"The recovery in global auto car sales remains on track, with purchases in February posting a double digit gain for the second consecutive month. Russia is leading the way, with sales surging 80% year on year last month, and 77% year to date. Volumes have even started to improve in Western Europe, climbing 1% in February and reversing ten consecutive months of year on year decline," according to a March Global Auto Report by Scotiabank Group.
It added that the shutdown in Japan after the 11 March earthquake and subsequent tsunami have led to losses in vehicle production of about 14% of global vehicle output, and the major risks lie in the potential for auto parts shortages globally and its impact on the global supply chain as Japan is the world’s second largest auto parts exporter behind Germany, and hundreds of parts suppliers are located in northern Japan near the epicenter of the earthquake. Furthermore, the greatest risk remains in Asia, as nearly half of all Japanese auto parts shipments are destined to China and other Asian nations.
Auto sales in the U.S. – General Motors Co. (GM) said on Friday it sold 206,621 vehicles in March, up 11.4% from a year earlier on strong demand in the country despite U.S. gas prices jumped 25.1% last month. Meanwhile, Ford Motor Co. outsold General Motors Co. in March. It sold 212,777 cars and trucks, up 19.2% from a year earlier. Nevertheless, GM remained the dominant seller in 1Q11 with 592,545 vehicles sold compared with Ford’s 496,720 sales.

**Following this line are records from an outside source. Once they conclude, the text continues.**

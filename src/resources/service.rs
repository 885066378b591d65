//! # Service capability.
//!
//! A [`Service`] is one externally owned dependency (a storage connection, a cache client...).
//! Its lifecycle is driven entirely by the [`ServiceKeeper`](crate::ServiceKeeper):
//!
//! ```text
//! init(ctx) ──► ping(ctx) every ping period ──► close()
//! ```
//!
//! The service owns no scheduling logic. All three operations may run concurrently with the same
//! operation of other services, so implementations only need to synchronize their own state.

use std::sync::Arc;

use async_trait::async_trait;

use crate::context::Context;
use crate::error::AppError;

/// Shared handle to a service.
pub type ServiceRef = Arc<dyn Service>;

/// # Externally owned dependency supervised by the keeper.
///
/// # Example
/// ```
/// use async_trait::async_trait;
/// use appvisor::{AppError, Context, Service};
///
/// struct Cache;
///
/// #[async_trait]
/// impl Service for Cache {
///     fn name(&self) -> &str { "cache" }
///
///     async fn init(&self, _ctx: Context) -> Result<(), AppError> { Ok(()) }
///     async fn ping(&self, _ctx: Context) -> Result<(), AppError> { Ok(()) }
///     async fn close(&self) -> Result<(), AppError> { Ok(()) }
/// }
/// ```
#[async_trait]
pub trait Service: Send + Sync + 'static {
    /// Returns the service name used in logs.
    ///
    /// The default uses `type_name::<Self>()`; override it with something short.
    fn name(&self) -> &str {
        std::any::type_name::<Self>()
    }

    /// Brings the dependency up. Should give up once `ctx` is done.
    async fn init(&self, ctx: Context) -> Result<(), AppError>;

    /// Health check, called periodically after a successful `init`.
    async fn ping(&self, ctx: Context) -> Result<(), AppError>;

    /// Releases the dependency. May be abandoned (left running detached) past the
    /// keeper's shutdown timeout.
    async fn close(&self) -> Result<(), AppError>;
}
//! # Event bus for broadcasting lifecycle events.
//!
//! [`Bus`] is a thin wrapper around [`tokio::sync::broadcast`] that provides
//! non-blocking event publishing from the supervisor and its background tasks.
//!
//! ## Architecture
//! ```text
//! Publishers (many):                   Subscriber (one):
//!   Application::run ──┐
//!   resource watcher ──┼──────► Bus ───────► event listener ────► SubscriberSet
//!   halt watcher     ──┤  (broadcast chan)   (in Application)
//!   SubscriberSet    ──┘
//! ```
//!
//! ## Rules
//! - **Non-blocking publish**: `publish()` never blocks; it calls `broadcast::Sender::send`.
//! - **Bounded capacity**: a single ring buffer stores recent events for all receivers.
//! - **Lag handling**: slow receivers get `RecvError::Lagged(n)` and skip `n` oldest items.
//! - **No persistence**: events are lost if there are no active subscribers at send time.

use tokio::sync::broadcast;

use super::event::Event;

/// Broadcast channel for lifecycle events.
///
/// Cheap to clone (internally holds an `Arc`-backed sender).
#[derive(Clone, Debug)]
pub struct Bus {
    tx: broadcast::Sender<Event>,
}

impl Bus {
    /// Creates a new bus with the given channel capacity (clamped to a minimum of 1).
    pub fn new(capacity: usize) -> Self {
        let capacity = capacity.max(1);
        let (tx, _rx) = broadcast::channel::<Event>(capacity);
        Self { tx }
    }

    /// Publishes an event to all active subscribers.
    ///
    /// If there are no receivers, the event is dropped (this function still returns immediately).
    pub fn publish(&self, ev: Event) {
        let _ = self.tx.send(ev);
    }

    /// Creates a new receiver that will observe subsequent events.
    pub fn subscribe(&self) -> broadcast::Receiver<Event> {
        self.tx.subscribe()
    }
}
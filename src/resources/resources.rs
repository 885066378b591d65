//! # Resources capability.
//!
//! [`Resources`] is everything the [`Application`](crate::Application) needs from its auxiliary
//! dependencies, in call order:
//!
//! ```text
//! init(ctx) ──► watch(ctx) (background, until stop or failure) ──► stop() ──► release()
//! ```
//!
//! [`ServiceKeeper`](crate::ServiceKeeper) is the canonical implementation.

use std::sync::Arc;

use async_trait::async_trait;

use crate::context::Context;
use crate::error::AppError;

/// Shared handle to a resources implementation.
pub type ResourcesRef = Arc<dyn Resources>;

/// # Auxiliary dependencies of an application.
#[async_trait]
pub trait Resources: Send + Sync + 'static {
    /// Initializes every resource. `ctx` carries the initialization deadline.
    async fn init(&self, ctx: Context) -> Result<(), AppError>;

    /// Watches resource health until [`Resources::stop`] is called, `ctx` is done, or a resource
    /// fails. A returned error (or `Ok`) triggers application shutdown.
    async fn watch(&self, ctx: Context) -> Result<(), AppError>;

    /// Asks [`Resources::watch`] to return. Idempotent.
    fn stop(&self);

    /// Releases every resource. Must be bounded in time.
    async fn release(&self) -> Result<(), AppError>;
}
//! # Read-only view of the supervisor's halt broadcast.
//!
//! The main task receives a [`HaltSignal`] next to its [`Context`](crate::Context).
//! Halt is cooperative: once it fires, the main task should wind down and return.
//! Only the supervisor can fire it.

use tokio_util::sync::CancellationToken;

/// Halt signal observed by the main task.
#[derive(Clone, Debug)]
pub struct HaltSignal {
    token: CancellationToken,
}

impl HaltSignal {
    pub(crate) fn new(token: CancellationToken) -> Self {
        Self { token }
    }

    /// Completes once the supervisor halts.
    pub async fn halted(&self) {
        self.token.cancelled().await
    }

    /// `true` once the supervisor halted.
    pub fn is_halted(&self) -> bool {
        self.token.is_cancelled()
    }
}
//! Model interaction: send a [`ModelPrompt`] to the right provider.
//!
//! [`InferenceClient`] is the seam between the pipeline and the outside world.
//! The analyzer only ever talks to this trait, so tests substitute a
//! recording fake and never touch the network.
//!
//! The production implementation, [`LlmInferenceClient`], holds two
//! `edgequake_llm` providers created once at startup: one for the vision
//! model and one for the text model. There is no retry loop; a failed call
//! fails the run.

use crate::config::AnalyzerConfig;
use crate::error::{AnalyzerError, InferenceError};
use crate::pipeline::prompt::{ContentPart, ModelKind, ModelPrompt};
use edgequake_llm::{ChatMessage, CompletionOptions, ImageData, LLMProvider, ProviderFactory};
use futures::future::BoxFuture;
use std::sync::Arc;
use std::time::Instant;
use tracing::debug;

/// Anything that can turn a prompt into generated text.
///
/// Implementations must buffer the full response; the pipeline has no use
/// for partial output.
pub trait InferenceClient: Send + Sync {
    /// Run one inference call for `prompt`.
    fn generate<'a>(&'a self, prompt: &'a ModelPrompt)
        -> BoxFuture<'a, Result<String, InferenceError>>;
}

/// [`InferenceClient`] backed by `edgequake_llm` providers.
pub struct LlmInferenceClient {
    vision: Arc<dyn LLMProvider>,
    text: Arc<dyn LLMProvider>,
    options: CompletionOptions,
}

impl LlmInferenceClient {
    /// Wrap already-constructed providers.
    pub fn new(
        vision: Arc<dyn LLMProvider>,
        text: Arc<dyn LLMProvider>,
        config: &AnalyzerConfig,
    ) -> Self {
        Self {
            vision,
            text,
            options: build_options(config),
        }
    }

    /// Create both providers through [`ProviderFactory`].
    ///
    /// The factory reads the provider's API key (`GEMINI_API_KEY` for the
    /// default provider) from the environment.
    pub fn from_config(config: &AnalyzerConfig) -> Result<Self, AnalyzerError> {
        let vision = create_provider(&config.provider_name, &config.vision_model)?;
        let text = create_provider(&config.provider_name, &config.text_model)?;
        Ok(Self::new(vision, text, config))
    }

    fn provider(&self, kind: ModelKind) -> &Arc<dyn LLMProvider> {
        match kind {
            ModelKind::Vision => &self.vision,
            ModelKind::Text => &self.text,
        }
    }
}

impl InferenceClient for LlmInferenceClient {
    fn generate<'a>(
        &'a self,
        prompt: &'a ModelPrompt,
    ) -> BoxFuture<'a, Result<String, InferenceError>> {
        Box::pin(async move {
            let start = Instant::now();
            let messages = to_messages(prompt);
            let response = self
                .provider(prompt.model())
                .chat(&messages, Some(&self.options))
                .await
                .map_err(|e| InferenceError::Provider(e.to_string()))?;

            debug!(
                "{:?} model: {} input tokens, {} output tokens, {:?}",
                prompt.model(),
                response.prompt_tokens,
                response.completion_tokens,
                start.elapsed()
            );
            Ok(response.content)
        })
    }
}

/// Instantiate a named provider with the given model.
fn create_provider(
    provider_name: &str,
    model: &str,
) -> Result<Arc<dyn LLMProvider>, AnalyzerError> {
    ProviderFactory::create_llm_provider(provider_name, model).map_err(|e| {
        AnalyzerError::ProviderNotConfigured {
            provider: provider_name.to_string(),
            hint: format!("model '{model}': {e}"),
        }
    })
}

/// Convert the prompt into a single user turn.
///
/// Images ride along as attachments of that turn; text parts are joined.
fn to_messages(prompt: &ModelPrompt) -> Vec<ChatMessage> {
    let images: Vec<ImageData> = prompt
        .parts()
        .iter()
        .filter_map(|p| match p {
            ContentPart::Image { data, mime_type } => {
                Some(ImageData::new(data.clone(), mime_type.as_str()))
            }
            ContentPart::Text(_) => None,
        })
        .collect();
    let text = prompt.text();

    if images.is_empty() {
        vec![ChatMessage::user(text.as_str())]
    } else {
        vec![ChatMessage::user_with_images(text.as_str(), images)]
    }
}

/// Build `CompletionOptions` from the analyzer config.
fn build_options(config: &AnalyzerConfig) -> CompletionOptions {
    CompletionOptions {
        temperature: Some(config.temperature),
        max_tokens: Some(config.max_tokens),
        ..Default::default()
    }
}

GM and Ford said the recovery of auto sales in the U.S. may continue in the face of Japan’s disaster, according to Bloomberg Newswires on 1 April. Global automakers may have lost production of 585,000 light vehicles in March including 550,000 in Japan, according to HIS Automotive Lexington, Massachusetts. Paul Ballew, chief economist for nationwide Mutual Insurance Co. in Columbus, Ohio said the issue in Japan should be temporary as there is enough slack capacity to make up for lost units.
Furthermore, GM continues to see U.S. auto sales rising to 13.5 million in 2011, including medium and heavy duty vehicles. Jenny Lin, Dearborn, Michigan based Ford’s senior U.S. economist said recently the Japan crisis should not derail the recovery in the U.S.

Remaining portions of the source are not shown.